Mon pote Duff était tellement fan de Johnny Thunders qu’il lui dédia sa seule composition solitaire de l’histoire des Guns (« So Fine ») et qu’il enregistra tout seul une reprise de « You can’t put your arms round a memory ». En entendant ca, je devins sur le coup fan du bon Duff (wahou, il joue de tous les instruments !) et de son idole. J’achetais donc l’album So Alone, et pris ma bonne baffe.  « You can’t put your arms round a memory », ouais, d’accord, magnifique, mais « So Alone » (2) !...  « So Alone », c’est Johnny sur sa chaise, seul dans un coin, le visage aussi jaune que les murs pisseux de la pièce, visage indiquant un avenir probablement assez court. « So Alone », c’était surtout moi, seul sur ma chaise devant mon bureau, à me demander de quoi serait fait mon avenir. Un peu plus tard, fouinant au Virgin marseillais où je passais la moitié de mon temps, je trouve un double live de Johnny Thunders en soldes (oui, en soldes, car les français s’intéressent plutôt à un autre Johnny). Malgré tout, il est encore beaucoup trop cher pour moi, alors pour l’unique  fois de ma vie je remplace l’étiquette par celle d’une vieille compile à deux balles. Comprenez vous, il y avait trop d’enjeu : un album avec deux versions live différentes de « So Alone ». Le principe d’Add Water and Stir, c’est en effet un live électrique et un live acoustique, 37 titres enregistrés au Japon, « So Alone » étant une des rares chansons communes aux deux concerts. Je n’ai jamais regretté d’avoir triché, vu la qualité de l’album et sa rareté (je ne l’ai jamais recroisé…).

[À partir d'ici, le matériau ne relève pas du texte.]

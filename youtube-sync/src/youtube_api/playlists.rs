//! YouTube Playlists API types.

use crate::youtube_api::PlaylistInfo;
use crate::youtube_api::types::{PageInfo, ThumbnailDetails, thumbnail_urls};
use serde::{Deserialize, Serialize};
use std::collections::VecDeque;

/// Response structure for the `playlists.list` API call.
///
/// See: <https://developers.google.com/youtube/v3/docs/playlists/list>
#[derive(Debug, Serialize, Deserialize)]
pub struct PlaylistListResponse {
    /// The value will be `youtube#playlistListResponse`.
    pub kind: String,
    #[serde(default)]
    pub items: VecDeque<Playlist>,
    #[serde(rename = "pageInfo")]
    pub page_info: PageInfo,
    #[serde(rename = "nextPageToken")]
    pub next_page_token: Option<String>,
}

/// A `playlist` resource represents a YouTube playlist.
///
/// See: <https://developers.google.com/youtube/v3/docs/playlists#resource>
#[derive(Debug, Serialize, Deserialize)]
pub struct Playlist {
    pub id: String,
    pub snippet: PlaylistSnippet,
    #[serde(rename = "contentDetails")]
    pub content_details: PlaylistContentDetails,
}

/// See: <https://developers.google.com/youtube/v3/docs/playlists#snippet>
#[derive(Debug, Serialize, Deserialize)]
pub struct PlaylistSnippet {
    /// The ID of the channel that published the playlist.
    #[serde(rename = "channelId")]
    pub channel_id: String,
    pub title: String,
    #[serde(default)]
    pub description: String,
    #[serde(default)]
    pub thumbnails: ThumbnailDetails,
}

/// See: <https://developers.google.com/youtube/v3/docs/playlists#contentDetails>
#[derive(Debug, Serialize, Deserialize)]
pub struct PlaylistContentDetails {
    /// The number of videos in the playlist.
    #[serde(rename = "itemCount")]
    pub item_count: u64,
}

impl From<Playlist> for PlaylistInfo {
    fn from(playlist: Playlist) -> Self {
        PlaylistInfo {
            id: playlist.id,
            channel_id: playlist.snippet.channel_id,
            title: playlist.snippet.title,
            description: playlist.snippet.description,
            video_count: playlist.content_details.item_count,
            thumbnails: thumbnail_urls(playlist.snippet.thumbnails),
        }
    }
}
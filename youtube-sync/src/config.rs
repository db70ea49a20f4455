//! Settings for `youtube-sync-cli`.

use crate::youtube_api::client::DEFAULT_BASE_URL;
use eyre::Context;
use serde::{Deserialize, Serialize};
use std::path::Path;

const ACCESS_TOKEN_VAR: &str = "YOUTUBE_ACCESS_TOKEN";
const ACCOUNT_ID_VAR: &str = "YOUTUBE_ACCOUNT_ID";

#[derive(Debug, Clone, PartialEq, Eq, Serialize, Deserialize)]
#[serde(default, deny_unknown_fields)]
pub struct Config {
    /// OAuth access token with the `youtube.readonly` scope.
    pub access_token: Option<String>,
    /// The account that is considered signed in.
    pub account_id: Option<String>,
    pub api_base_url: String,
    /// Items requested per page of a listing, at most 50.
    pub page_size: u32,
    /// How many videos to list per uploads playlist.
    pub max_videos: usize,
    /// Default `tracing` directive, used when `RUST_LOG` is unset.
    pub log_filter: String,
}

impl Default for Config {
    fn default() -> Self {
        Self {
            access_token: None,
            account_id: None,
            api_base_url: DEFAULT_BASE_URL.to_string(),
            page_size: 50,
            max_videos: 200,
            log_filter: "info".to_string(),
        }
    }
}

impl Config {
    /// Reads the config at `path` and applies environment overrides.
    ///
    /// A missing file is the same as an empty one.
    pub async fn load(path: impl AsRef<Path>) -> eyre::Result<Self> {
        let path = path.as_ref();
        let mut config = if tokio::fs::try_exists(path)
            .await
            .with_context(|| format!("check for config file {}", path.display()))?
        {
            let raw = tokio::fs::read_to_string(path)
                .await
                .with_context(|| format!("read config file {}", path.display()))?;
            Self::from_json(&raw)?
        } else {
            tracing::debug!(path = %path.display(), "no config file, using defaults");
            Self::default()
        };
        config.apply_overrides(|var| std::env::var(var).ok());
        Ok(config)
    }

    pub fn from_json(raw: &str) -> eyre::Result<Self> {
        let mut config: Self = serde_json::from_str(raw).context("parse config as JSON")?;
        config.page_size = config.page_size.clamp(1, 50);
        Ok(config)
    }

    fn apply_overrides(&mut self, lookup: impl Fn(&str) -> Option<String>) {
        if let Some(token) = lookup(ACCESS_TOKEN_VAR).filter(|t| !t.is_empty()) {
            self.access_token = Some(token);
        }
        if let Some(account_id) = lookup(ACCOUNT_ID_VAR).filter(|a| !a.is_empty()) {
            self.account_id = Some(account_id);
        }
    }

    pub fn access_token(&self) -> eyre::Result<&str> {
        self.access_token.as_deref().ok_or_else(|| {
            eyre::eyre!("no access token configured (set {ACCESS_TOKEN_VAR} or access_token)")
        })
    }
}
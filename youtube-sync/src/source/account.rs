use super::DataSource;
use crate::error::AccountError;
use crate::identity::IdentityResolver;
use crate::records::{self, Account, Playlist};
use crate::youtube_api::YouTubeApi;
use eyre::Context;
use std::collections::HashMap;
use std::sync::Arc;
use tracing::instrument;

impl<A, I> DataSource<A, I>
where
    A: YouTubeApi,
    I: IdentityResolver,
{
    /// Resolves the account that is signed in right now.
    ///
    /// Fails with [`AccountError::NoActiveAccount`] if nobody is signed in.
    #[instrument(skip(self))]
    pub async fn resolve_current_account(&self) -> eyre::Result<Account> {
        let Some(account_id) = self.identity.active_account_id().await? else {
            return Err(AccountError::NoActiveAccount.into());
        };
        self.resolve_account(&account_id).await
    }

    /// Builds the full record for `account_id`, which must be the signed-in account.
    ///
    /// The identity is re-checked first, so an account switch in the environment between
    /// choosing `account_id` and calling this fails with [`AccountError::AccountMismatch`]
    /// before anything is requested from YouTube.
    #[instrument(skip(self))]
    pub async fn resolve_account(&self, account_id: &str) -> eyre::Result<Account> {
        let active = self.identity.active_account_id().await?;
        if active.as_deref() != Some(account_id) {
            return Err(AccountError::AccountMismatch {
                requested: account_id.to_string(),
                active,
            }
            .into());
        }

        let account_info = self
            .api
            .get_account_info()
            .await
            .context("fetch account info")?;
        let channel_info = self
            .api
            .get_channel_info(&account_info.id)
            .await
            .context("fetch account channel")?;

        let wanted: Vec<String> = [
            Some(&channel_info.uploads_playlist_id),
            account_info.watch_history_playlist_id.as_ref(),
            account_info.watch_later_playlist_id.as_ref(),
        ]
        .into_iter()
        .flatten()
        .cloned()
        .collect();
        let mut playlists: HashMap<String, Arc<Playlist>> = self
            .api
            .get_playlists(&wanted)
            .await
            .context("fetch account playlists")?
            .into_iter()
            .map(|info| (info.id.clone(), Arc::new(records::build_playlist(info))))
            .collect();

        let mut take = |id: Option<&String>| {
            let playlist = id.and_then(|id| playlists.remove(id));
            if playlist.is_none() && id.is_some() {
                tracing::warn!(playlist_id = ?id, "account playlist not returned by YouTube");
            }
            playlist
        };
        let uploads = take(Some(&channel_info.uploads_playlist_id));
        let watch_history = take(account_info.watch_history_playlist_id.as_ref());
        let watch_later = take(account_info.watch_later_playlist_id.as_ref());

        tracing::debug!(
            account_id,
            channel_id = %channel_info.id,
            "resolved account"
        );

        let channel = records::build_channel(channel_info, uploads);
        Ok(records::build_account(
            account_id,
            account_info,
            channel,
            watch_history,
            watch_later,
        ))
    }
}
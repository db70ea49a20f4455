use super::DataSource;
use crate::records::{self, Channel, Playlist, Video};
use crate::youtube_api::YouTubeApi;
use eyre::Context;
use indexmap::IndexMap;
use jiff::Timestamp;
use std::collections::HashMap;
use std::sync::Arc;
use tokio_stream::StreamExt;
use tracing::instrument;

impl<A, I> DataSource<A, I>
where
    A: YouTubeApi,
{
    /// Lists the videos of `playlist`, one page at a time, for as long as `should_continue`
    /// agrees.
    ///
    /// `should_continue` is called with each page's videos right after the page arrives, and
    /// returning `false` stops before the next page is requested. This lets callers cap how
    /// much they fetch, or stop once they reach a video they already know.
    ///
    /// The returned videos have unfetched duration and view count (see
    /// [`fetch_view_count_updates`](Self::fetch_view_count_updates)). Each uploader is looked
    /// up once no matter how many of the videos it uploaded, and the videos only refer to
    /// those looked-up channels. The videos passed to `should_continue` still refer to
    /// stand-in channels that only carry an ID.
    #[instrument(skip(self, playlist, should_continue), fields(playlist_id = %playlist.id))]
    pub async fn fetch_videos<F>(
        &self,
        playlist: &Arc<Playlist>,
        mut should_continue: F,
    ) -> eyre::Result<Vec<Video>>
    where
        F: FnMut(&[Video]) -> bool,
    {
        let fetched_at = Timestamp::now();
        let mut videos: Vec<Video> = Vec::new();
        let mut pages = std::pin::pin!(self.api.playlist_video_pages(&playlist.id));
        while let Some(page) = pages.next().await {
            let page = page.context("fetch playlist page")?;
            let page_start = videos.len();
            videos.extend(page.into_iter().map(|item| {
                let channel = records::placeholder_channel(&item.channel_id, playlist);
                records::build_video(item, channel, fetched_at)
            }));

            tracing::trace!(page_videos = videos.len() - page_start, "fetched page");
            if !should_continue(&videos[page_start..]) {
                break;
            }
        }

        // keyed by the id the videos refer to, not the id YouTube answers with
        let mut channels: HashMap<String, Channel> = HashMap::new();
        for video in &videos {
            if channels.contains_key(&video.channel.id) {
                continue;
            }
            let channel = self.resolve_uploader(&video.channel.id, playlist).await?;
            channels.insert(video.channel.id.clone(), channel);
        }

        for video in &mut videos {
            if let Some(channel) = channels.get(&video.channel.id) {
                video.channel = channel.clone();
            }
        }

        tracing::debug!(
            videos = videos.len(),
            channels = channels.len(),
            "fetched playlist videos"
        );

        Ok(videos)
    }

    /// Looks up a channel, reusing `listed` if it is the channel's uploads playlist.
    async fn resolve_uploader(
        &self,
        channel_id: &str,
        listed: &Arc<Playlist>,
    ) -> eyre::Result<Channel> {
        let info = self
            .api
            .get_channel_info(channel_id)
            .await
            .with_context(|| format!("fetch uploader channel {channel_id}"))?;
        let uploads = if info.uploads_playlist_id == listed.id {
            Arc::clone(listed)
        } else {
            let uploads = self
                .api
                .get_playlist_info(&info.uploads_playlist_id)
                .await
                .with_context(|| format!("fetch uploads playlist of {channel_id}"))?;
            Arc::new(records::build_playlist(uploads))
        };
        Ok(records::build_channel(info, Some(uploads)))
    }

    /// Refreshes the view count and duration of `videos`.
    ///
    /// Returns the videos for which either value changed, in the order YouTube returned them.
    /// Videos YouTube no longer knows about are left untouched.
    #[instrument(skip(self, videos), fields(count = videos.len()))]
    pub async fn fetch_view_count_updates<'v>(
        &self,
        videos: &'v mut [Video],
    ) -> eyre::Result<Vec<&'v Video>> {
        // the last of several videos with the same id is the one that gets updated
        let mut index_by_id: IndexMap<String, usize> = IndexMap::new();
        for (index, video) in videos.iter().enumerate() {
            index_by_id.insert(video.id.clone(), index);
        }

        let ids: Vec<String> = index_by_id.keys().cloned().collect();
        let metadata = self
            .api
            .get_videos_metadata(&ids)
            .await
            .context("fetch video statistics")?;

        let mut updated = Vec::new();
        for stats in metadata {
            let Some(&index) = index_by_id.get(&stats.id) else {
                tracing::debug!(video_id = %stats.id, "skipping statistics for unknown video");
                continue;
            };
            let video = &mut videos[index];
            if video.view_count == stats.view_count && video.duration == stats.duration {
                continue;
            }
            video.view_count = stats.view_count;
            video.duration = stats.duration;
            updated.push(index);
        }

        tracing::debug!(updated = updated.len(), "reconciled view counts");

        let videos: &'v [Video] = videos;
        Ok(updated.into_iter().map(|index| &videos[index]).collect())
    }
}
use eyre::Context;
use std::io::IsTerminal;
use std::sync::Arc;
use tracing_subscriber::EnvFilter;
use youtube_sync::config::Config;
use youtube_sync::{DataSource, StaticIdentity, YouTubeClient};

#[tokio::main]
async fn main() -> eyre::Result<()> {
    let config_path = std::env::args()
        .nth(1)
        .unwrap_or_else(|| "youtube-sync.json".to_string());
    let config = Config::load(&config_path).await?;

    tracing_subscriber::fmt()
        .with_env_filter(
            EnvFilter::builder()
                .parse_lossy(std::env::var("RUST_LOG").unwrap_or_else(|_| config.log_filter.clone())),
        )
        .with_writer(std::io::stderr)
        .with_ansi(std::io::stderr().is_terminal())
        .init();

    let yt = YouTubeClient::new(config.access_token()?, reqwest::Client::new())
        .with_base_url(&config.api_base_url)
        .with_page_size(config.page_size);
    let source = DataSource::new(yt, StaticIdentity::new(config.account_id.clone()));

    let account = Arc::new(
        source
            .resolve_current_account()
            .await
            .context("resolve signed-in account")?,
    );
    eprintln!("==> {} ({})", account.title, account.channel.id);

    let subscriptions = source
        .fetch_subscriptions(&account)
        .await
        .context("discover subscriptions")?;

    let mut summary = Vec::with_capacity(subscriptions.len());
    for subscription in &subscriptions {
        let Some(playlist) = &subscription.playlist else {
            eprintln!("skipping {}: no uploads playlist", subscription.channel.title);
            continue;
        };

        let mut listed = 0;
        let mut videos = source
            .fetch_videos(playlist, |page| {
                listed += page.len();
                listed < config.max_videos
            })
            .await
            .with_context(|| format!("list videos of {}", subscription.channel.id))?;
        videos.truncate(config.max_videos);

        let updated = source
            .fetch_view_count_updates(&mut videos)
            .await
            .with_context(|| format!("fetch statistics for {}", playlist.id))?
            .len();

        let views: i64 = videos.iter().map(|v| v.view_count.max(0)).sum();
        eprintln!(
            "{:>5} videos {:>12} views  {}",
            videos.len(),
            views,
            subscription.channel.title
        );
        summary.push(serde_json::json!({
            "channel": subscription.channel,
            "playlist": playlist,
            "videos": videos.len(),
            "statisticsUpdated": updated,
            "totalViews": views,
            "latest": videos.first(),
        }));
    }

    let out = serde_json::json!({
        "account": account,
        "subscriptions": summary,
    });
    println!(
        "{}",
        serde_json::to_string_pretty(&out).context("serialize summary")?
    );

    Ok(())
}
//! Errors that callers are expected to match on.
//!
//! Everything else (network failures, unknown ids, quota exhaustion) surfaces as an opaque
//! [`eyre::Report`] straight from the YouTube API client.

use thiserror::Error;

/// Reasons an account cannot be resolved against the signed-in identity.
///
/// These are returned wrapped in an [`eyre::Report`]; use
/// [`eyre::Report::downcast_ref`] to tell them apart from lookup failures.
#[derive(Debug, Clone, PartialEq, Eq, Error)]
pub enum AccountError {
    #[error("no account is currently signed in")]
    NoActiveAccount,

    #[error(
        "the currently selected account (ID {}) is not the requested one (ID {requested})",
        .active.as_deref().unwrap_or("none")
    )]
    AccountMismatch {
        requested: String,
        active: Option<String>,
    },
}

#[cfg(test)]
mod tests {
    use super::*;
    use pretty_assertions::assert_eq;

    #[test]
    fn mismatch_names_both_accounts() {
        let err = AccountError::AccountMismatch {
            requested: "42".to_string(),
            active: Some("7".to_string()),
        };
        assert_eq!(
            err.to_string(),
            "the currently selected account (ID 7) is not the requested one (ID 42)"
        );
    }

    #[test]
    fn survives_wrapping_in_report() {
        let report = eyre::Report::new(AccountError::NoActiveAccount);
        assert_eq!(
            report.downcast_ref::<AccountError>(),
            Some(&AccountError::NoActiveAccount)
        );
    }
}
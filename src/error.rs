//! Error type shared by every fallible operation in the crate.
use std::ops::Range;
use thiserror::Error;

/// Errors reported by `BitArray` and its range views.  All of them describe a programming error
/// on the caller's side; none of them leave the array partially modified.
#[derive(Debug, Clone, PartialEq, Eq, Error)]
pub enum Error {
    /// A bit index (or word index, for the word accessors) past the end of the array.
    #[error("index {index} out of range for length {len}")]
    IndexOutOfRange { index: usize, len: usize },

    /// A whole-array operation between arrays of different bit counts.
    #[error("size mismatch: expected {expected} bits, got {actual}")]
    SizeMismatch { expected: usize, actual: usize },

    /// A range which does not fit inside the array it is supposed to view.
    #[error("range of {len} bits starting at {start} is out of bounds for {size} bits")]
    RangeOutOfBounds {
        start: usize,
        len: usize,
        size: usize,
    },

    /// Two ranges of the same array which share bits, rejected because the array's config asks
    /// for overlap checking.
    #[error("ranges {a:?} and {b:?} overlap")]
    Overlap { a: Range<usize>, b: Range<usize> },

    /// A character other than `'0'` or `'1'` in a bit string.
    #[error("invalid digit {found:?} at position {position}")]
    InvalidDigit { position: usize, found: char },
}

pub type Result<T> = std::result::Result<T, Error>;
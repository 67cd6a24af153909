//! A fixed-size array of bits packed into `u64` words, with O(1) access to single bits and bulk
//! copy/swap of arbitrary spans between two arrays or within one.
//!
//! ```
//! use bitarray::{copy_range, swap_range, BitArray};
//!
//! let src: BitArray = "011100000".parse().unwrap();
//! let mut dst: BitArray = "101000110".parse().unwrap();
//!
//! copy_range(&mut dst.range_mut(0, 5).unwrap(), &src.range(0, 5).unwrap());
//! assert_eq!("011100110", dst.to_string());
//!
//! let mut a: BitArray = "100110011".parse().unwrap();
//! let mut b: BitArray = "000001110".parse().unwrap();
//!
//! //only min(4, 5) bits are exchanged
//! swap_range(&mut a.range_mut(2, 4).unwrap(), &mut b.range_mut(3, 5).unwrap());
//! assert_eq!("100011011", a.to_string());
//! assert_eq!("000011010", b.to_string());
//! ```
//!
//! Bulk operations pick the cheapest of three paths based on where the two spans start inside
//! their words: whole-word moves when both start on a word boundary, a single partial word and
//! then whole words when both start at the same offset, and a bit-by-bit walk otherwise.
#[macro_use]
extern crate slog;

#[macro_use]
mod bitfiddling;

mod bitarray;
mod config;
mod engine;
mod error;
mod range;

pub use crate::bitarray::{BitArray, SingleBitArray};
pub use crate::bitfiddling::BitFiddling;
pub use crate::config::{Config, OverlapPolicy, BITS_PER_WORD};
pub use crate::error::{Error, Result};
pub use crate::range::{copy_range, swap_range, BitRange, BitRangeMut};
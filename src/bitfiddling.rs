//! Contains the word-level bit fiddling routines the bit array and the range engine are built on.
//! Everything here operates on a single `u64` word; nothing here knows about bit indices that
//! span words.

/// Internal macro which generates a compile-time expression that evaluates to a u64 bitmask with
/// the lower `n` bits set to 1, where `n` is the parameter to the macro
///
/// # Examples
///
/// ```
/// # #[macro_use] extern crate bitarray;
/// # fn main() {
///
/// assert_eq!(0, bitmask!(0));
/// assert_eq!(0xffff_ffff_ffff_ffff_u64, bitmask!(64));
/// assert_eq!(0xffff_ffff_u64, bitmask!(32));
/// assert_eq!(0b011111, bitmask!(5));
/// # }
/// ```
#[macro_export]
macro_rules! bitmask {
    ($bits:expr) => {{
        assert!($bits <= 64);

        if $bits == 64 {
            0xffff_ffff_ffff_ffff_u64
        } else {
            1_u64.wrapping_shl(($bits) as u32) - 1_u64
        }
    }};
}

/// A trait which brings in various bit-fiddling methods intended to be used with unsigned integer
/// types.
pub trait BitFiddling {
    /// Given a 64-bit integer, returns the number of bits set to 1
    fn popcnt(self) -> usize;

    /// Counts the set bits among the lowest `n` bits only.  Unlike `popcnt_first_n` style
    /// helpers, `n` is a count and not an inclusive bit position, so `popcnt_low(0)` is always 0.
    fn popcnt_low(self, n: usize) -> usize;

    /// Merges two words under a mask: bits selected by `mask` come from `other`, all the others
    /// are kept from `self`.
    fn blend(self, other: Self, mask: Self) -> Self;
}

impl BitFiddling for u64 {
    #[inline]
    fn popcnt(self) -> usize {
        self.count_ones() as usize
    }

    #[inline]
    fn popcnt_low(self, n: usize) -> usize {
        (self & bitmask!(n)).popcnt()
    }

    #[inline]
    fn blend(self, other: u64, mask: u64) -> u64 {
        (self & !mask) | (other & mask)
    }
}
use colored::Colorize;
use formsift::filter::{FilterMessage, MessageLevel};
use formsift::model::{Container, Item};
use std::collections::HashSet;
use unicode_width::{UnicodeWidthChar, UnicodeWidthStr};

const LINE_WIDTH: usize = 100;

pub fn print_messages(messages: &[FilterMessage]) {
    for message in messages {
        match message.level {
            MessageLevel::Info => eprintln!("{}", message.content.dimmed()),
            MessageLevel::Warning => eprintln!("{}", message.content.yellow()),
        }
    }
}

/// Prints the visible items of `container`, marking highlighted nodes.
///
/// `marked` holds `(item index, node path)` pairs.
pub fn print_items(container: &Container, marked: &HashSet<(usize, Vec<usize>)>) {
    let visible: Vec<(usize, &Item)> = container
        .items
        .iter()
        .enumerate()
        .filter(|(_, item)| !item.hidden)
        .collect();

    if visible.is_empty() {
        println!("No items match.");
        return;
    }

    for (index, item) in &visible {
        let idx_str = format!("{:>3}. ", index + 1);
        let available = LINE_WIDTH.saturating_sub(idx_str.width());

        let mut used = 0;
        let mut parts = Vec::new();
        item.walk(&mut |path, node| {
            let Some(text) = node.text.as_deref() else {
                return;
            };
            if used >= available {
                return;
            }
            let text = truncate_to_width(text, available - used);
            used += text.width() + 1;
            if marked.contains(&(*index, path.to_vec())) {
                parts.push(text.black().on_yellow().to_string());
            } else {
                parts.push(text);
            }
        });

        println!("{}{}", idx_str.dimmed(), parts.join(" "));
    }

    println!(
        "{}",
        format!("{} of {} items shown", visible.len(), container.items.len()).dimmed()
    );
}

fn truncate_to_width(s: &str, max_width: usize) -> String {
    if s.width() <= max_width {
        return s.to_string();
    }
    let mut width = 0;
    let mut out = String::new();
    for c in s.chars() {
        let w = c.width().unwrap_or(0);
        if width + w + 1 > max_width {
            break;
        }
        width += w;
        out.push(c);
    }
    out.push('…');
    out
}

#[cfg(test)]
mod tests {
    use super::*;

    #[test]
    fn truncate_keeps_short_text() {
        assert_eq!(truncate_to_width("Ada", 10), "Ada");
    }

    #[test]
    fn truncate_marks_cut_text() {
        assert_eq!(truncate_to_width("Lovelace", 5), "Love…");
    }
}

Qui n’a pas entendu de bootlegs où Thunders gueule de sa voix de fausset en essayant péniblement d’aligner deux accords, le tout enregistré dans ce qui semble être une machine à laver, ne peut imaginer l’importance du mot « qualité » appliqué à ce concert. Il est indiqué dans le livret que Johnny Thunders adorait jouer au Japon, ou peut etre qu’il y trouvait moins facilement de drogue qu’en Europe, toujours est il qu’il est ici au meilleur de sa forme (3). On ne saurait l’expliquer entièrement par l’appui de l’excellent groupe qui l’entoure, puisque pour le concert acoustique, il n’est accompagné que du deuxième guitariste et du saxophoniste, ceux là même qui rivalisent de solos efficaces (4) sur le premier disque. Non, sa voix est tout simplement excellente, de ce ton enfantin chargé d’émotion adapté à certains textes naïfs comme « Children are people too »  ou « Society makes me sad », mais allant parfois chercher la rocaille nécessaire à l’interprétation de standards du rock ou du blues qu’il exécute avec brio. Je vous ai vu tiquer quelques lignes plus haut : oui il y a un saxophoniste sur les 37 titres. Il est bien connu que j’abhorre le saxophone, une seule note de ce maudit instrument défigurant n’importe quel morceau se voulant rock. Voici donc une exception (la deuxième étant le Fun House des Stooges), tant on dirait que James Heath (à la tronche aussi ridicule que son patronyme) insuffle à son jeu toute l’énergie du désespoir exprimé par Thunders dans ses chansons. Les plaintes et cris qu’il lance vont pour moi au-delà de ses indéniables qualités techniques. Troisième larron, le guitariste Stevie Klasson brille par son jeu technique mais pas démonstratif, et une belle complicité avec Johnny Thunders. L’album électrique est renforcé par une section rythmique efficace et une choriste qu’on entend peu (et qui semble très jolie, Mr « Born to Lose » n’étant pas le plus à plaindre de ce coté là…).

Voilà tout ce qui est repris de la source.